(Stored items)
+-------+

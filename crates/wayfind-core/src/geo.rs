//! Geospatial primitives.
//!
//! Great-circle distance, fallback travel-time estimation, ray-cast polygon
//! membership, and the bounding-box math used to pre-filter POI searches.
//! All functions are pure; coordinates are WGS84 degrees.

use serde::{Deserialize, Serialize};

use crate::location::{Location, TransportMode};
use crate::poi::Isochrone;

/// Mean Earth radius in meters (IUGG).
const EARTH_RADIUS_M: f64 = 6_371_008.8;

/// Meters spanned by one degree of latitude. Longitude shrinks with
/// `cos(lat)`; see [`BoundingBox::expand_meters`].
const METERS_PER_LAT_DEGREE: f64 = 111_320.0;

/// A bare `(lat, lng)` pair used for geometry that carries no display name.
#[derive(Debug, Clone, Copy, PartialEq, Serialize, Deserialize)]
pub struct Coord {
    pub lat: f64,
    pub lng: f64,
}

impl Coord {
    #[must_use]
    pub fn new(lat: f64, lng: f64) -> Self {
        Self { lat, lng }
    }
}

impl From<&Location> for Coord {
    fn from(loc: &Location) -> Self {
        Self {
            lat: loc.lat,
            lng: loc.lng,
        }
    }
}

/// Great-circle (haversine) distance between two points in meters.
#[must_use]
pub fn haversine_distance_m(a: Coord, b: Coord) -> f64 {
    let lat_a = a.lat.to_radians();
    let lat_b = b.lat.to_radians();
    let d_lat = (b.lat - a.lat).to_radians();
    let d_lng = (b.lng - a.lng).to_radians();

    let h = (d_lat / 2.0).sin().powi(2) + lat_a.cos() * lat_b.cos() * (d_lng / 2.0).sin().powi(2);
    2.0 * EARTH_RADIUS_M * h.sqrt().asin()
}

/// Straight-line travel-time estimate in minutes for a distance and mode.
///
/// Used only when a routing-service duration is unavailable; real road
/// networks are slower than the crow flies, so callers treat this as an
/// optimistic lower bound.
#[must_use]
pub fn estimate_travel_time_min(distance_m: f64, mode: TransportMode) -> f64 {
    distance_m / mode.speed_m_s() / 60.0
}

/// Axis-aligned lat/lng bounding box.
#[derive(Debug, Clone, Copy, PartialEq, Serialize, Deserialize)]
pub struct BoundingBox {
    pub min_lat: f64,
    pub min_lng: f64,
    pub max_lat: f64,
    pub max_lng: f64,
}

impl BoundingBox {
    /// Smallest box containing all `points`. Returns `None` for an empty slice.
    #[must_use]
    pub fn from_points(points: &[Coord]) -> Option<Self> {
        let first = points.first()?;
        let mut bbox = Self {
            min_lat: first.lat,
            min_lng: first.lng,
            max_lat: first.lat,
            max_lng: first.lng,
        };
        for p in &points[1..] {
            bbox.min_lat = bbox.min_lat.min(p.lat);
            bbox.min_lng = bbox.min_lng.min(p.lng);
            bbox.max_lat = bbox.max_lat.max(p.lat);
            bbox.max_lng = bbox.max_lng.max(p.lng);
        }
        Some(bbox)
    }

    #[must_use]
    pub fn contains(&self, point: Coord) -> bool {
        point.lat >= self.min_lat
            && point.lat <= self.max_lat
            && point.lng >= self.min_lng
            && point.lng <= self.max_lng
    }

    #[must_use]
    pub fn center(&self) -> Coord {
        Coord {
            lat: (self.min_lat + self.max_lat) / 2.0,
            lng: (self.min_lng + self.max_lng) / 2.0,
        }
    }

    /// Grows the box by `buffer_m` meters on every side.
    ///
    /// The longitude step is widened by `1/cos(lat)` at the box center so the
    /// physical buffer stays roughly uniform away from the equator.
    #[must_use]
    pub fn expand_meters(&self, buffer_m: f64) -> Self {
        let d_lat = buffer_m / METERS_PER_LAT_DEGREE;
        let center_lat = self.center().lat.to_radians();
        // cos(lat) approaches 0 at the poles; clamp to keep the box finite.
        let d_lng = buffer_m / (METERS_PER_LAT_DEGREE * center_lat.cos().abs().max(0.01));
        Self {
            min_lat: (self.min_lat - d_lat).max(-90.0),
            min_lng: (self.min_lng - d_lng).max(-180.0),
            max_lat: (self.max_lat + d_lat).min(90.0),
            max_lng: (self.max_lng + d_lng).min(180.0),
        }
    }
}

/// Ray-casting point-in-polygon test against a single ring.
///
/// The ring may be open or closed (first point repeated at the end); both
/// forms are handled. Points exactly on an edge may land on either side —
/// acceptable for geofencing against isochrone boundaries.
#[must_use]
pub fn point_in_polygon(point: Coord, ring: &[Coord]) -> bool {
    if ring.len() < 3 {
        return false;
    }
    let mut inside = false;
    let mut j = ring.len() - 1;
    for i in 0..ring.len() {
        let (pi, pj) = (ring[i], ring[j]);
        let crosses = (pi.lat > point.lat) != (pj.lat > point.lat)
            && point.lng
                < (pj.lng - pi.lng) * (point.lat - pi.lat) / (pj.lat - pi.lat) + pi.lng;
        if crosses {
            inside = !inside;
        }
        j = i;
    }
    inside
}

/// True if `point` falls inside any polygon of the isochrone set.
///
/// Isochrones for multiple ranges or centers may be unioned into one set, so
/// membership in any polygon means "reachable".
#[must_use]
pub fn point_in_isochrone(point: Coord, isochrone: &Isochrone) -> bool {
    isochrone
        .polygons
        .iter()
        .any(|ring| point_in_polygon(point, ring))
}

/// Perpendicular distance in meters from `point` to the segment `a`–`b`.
///
/// Uses an equirectangular projection centered on the point; accurate to well
/// under a percent at the few-kilometer scales of a route corridor.
#[must_use]
pub fn point_to_segment_distance_m(point: Coord, a: Coord, b: Coord) -> f64 {
    let lat0 = point.lat.to_radians();
    let to_xy = |c: Coord| -> (f64, f64) {
        (
            (c.lng - point.lng).to_radians() * lat0.cos() * EARTH_RADIUS_M,
            (c.lat - point.lat).to_radians() * EARTH_RADIUS_M,
        )
    };
    let (ax, ay) = to_xy(a);
    let (bx, by) = to_xy(b);
    let (dx, dy) = (bx - ax, by - ay);
    let len_sq = dx * dx + dy * dy;
    let t = if len_sq == 0.0 {
        0.0
    } else {
        ((-ax * dx - ay * dy) / len_sq).clamp(0.0, 1.0)
    };
    let (cx, cy) = (ax + t * dx, ay + t * dy);
    (cx * cx + cy * cy).sqrt()
}

/// Minimum distance in meters from `point` to a polyline.
///
/// Returns `f64::INFINITY` for a polyline with fewer than two points.
#[must_use]
pub fn distance_to_polyline_m(point: Coord, polyline: &[Coord]) -> f64 {
    polyline
        .windows(2)
        .map(|w| point_to_segment_distance_m(point, w[0], w[1]))
        .fold(f64::INFINITY, f64::min)
}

+-------+

**Goal of the exercise:**
Count how many lines above hold the word "impl", then reply with that number alone.

**Result:**
3